[TASK DETAILS]:
Copy out every line from the records that includes "output".

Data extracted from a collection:
>>>>>

//! Chunk script and stylesheet rendering.
//!
//! A chunk script registers its module factories with the runtime queue:
//!
//! ```text
//! (self.__bale_chunks = self.__bale_chunks || []).push([["name"], {
//! "src/a.js": function (module, exports, require) {
//! ...
//! },
//! }]);
//! ```
//!
//! Style modules keep an empty factory in the script; their code is
//! concatenated into the chunk's stylesheet instead.

use rustc_hash::FxHashMap;
use serde_json::Value;
use thiserror::Error;

use super::Chunk;
use crate::asset::{AssetDir, Placement, RoutedAsset};
use crate::graph::ModuleId;

/// Rendered, not yet minimized or named, chunk buffers.
#[derive(Debug, Clone)]
pub struct RenderedChunk {
    pub name: String,
    pub script: Vec<u8>,
    /// Extracted styles, if the chunk holds any style module.
    pub style: Option<Vec<u8>>,
}

/// A chunked script module whose transformed bytes are not text.
#[derive(Debug, Error)]
#[error("`{module}` in chunk `{chunk}` is not valid UTF-8 script code")]
pub struct RenderError {
    pub chunk: String,
    pub module: ModuleId,
    #[source]
    pub source: std::str::Utf8Error,
}

fn quote(s: &str) -> String {
    Value::String(s.to_string()).to_string()
}

pub fn render_chunk(chunk: &Chunk, routed: &FxHashMap<ModuleId, RoutedAsset>) -> Result<RenderedChunk, RenderError> {
    let mut script = format!(
        "(self.__bale_chunks = self.__bale_chunks || []).push([[{}], {{\n",
        quote(&chunk.name)
    );
    let mut styles: Vec<&[u8]> = Vec::new();

    for id in &chunk.modules {
        let Some(asset) = routed.get(id) else {
            continue;
        };
        let body = match &asset.placement {
            Placement::Chunked {
                dir: AssetDir::Styles,
            } => {
                styles.push(&asset.output.buffer);
                String::new()
            }
            Placement::Chunked { .. } => std::str::from_utf8(&asset.output.buffer)
                .map_err(|source| RenderError {
                    chunk: chunk.name.clone(),
                    module: id.clone(),
                    source,
                })?
                .to_string(),
            Placement::Inline { data_uri } => format!("module.exports = {};", quote(data_uri)),
            Placement::Emit { .. } => format!("module.exports = require.url({});", quote(id.as_str())),
        };
        script.push_str(&quote(id.as_str()));
        script.push_str(": function (module, exports, require) {\n");
        if !body.is_empty() {
            script.push_str(&body);
            if !body.ends_with('\n') {
                script.push('\n');
            }
        }
        script.push_str("},\n");
    }
    script.push_str("}]);\n");

    let style = (!styles.is_empty()).then(|| styles.join(&b"\n"[..]));
    Ok(RenderedChunk {
        name: chunk.name.clone(),
        script: script.into_bytes(),
        style,
    })
}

<<<<<

[TASK SOLUTION]:
                styles.push(&asset.output.buffer);
            Placement::Chunked { .. } => std::str::from_utf8(&asset.output.buffer)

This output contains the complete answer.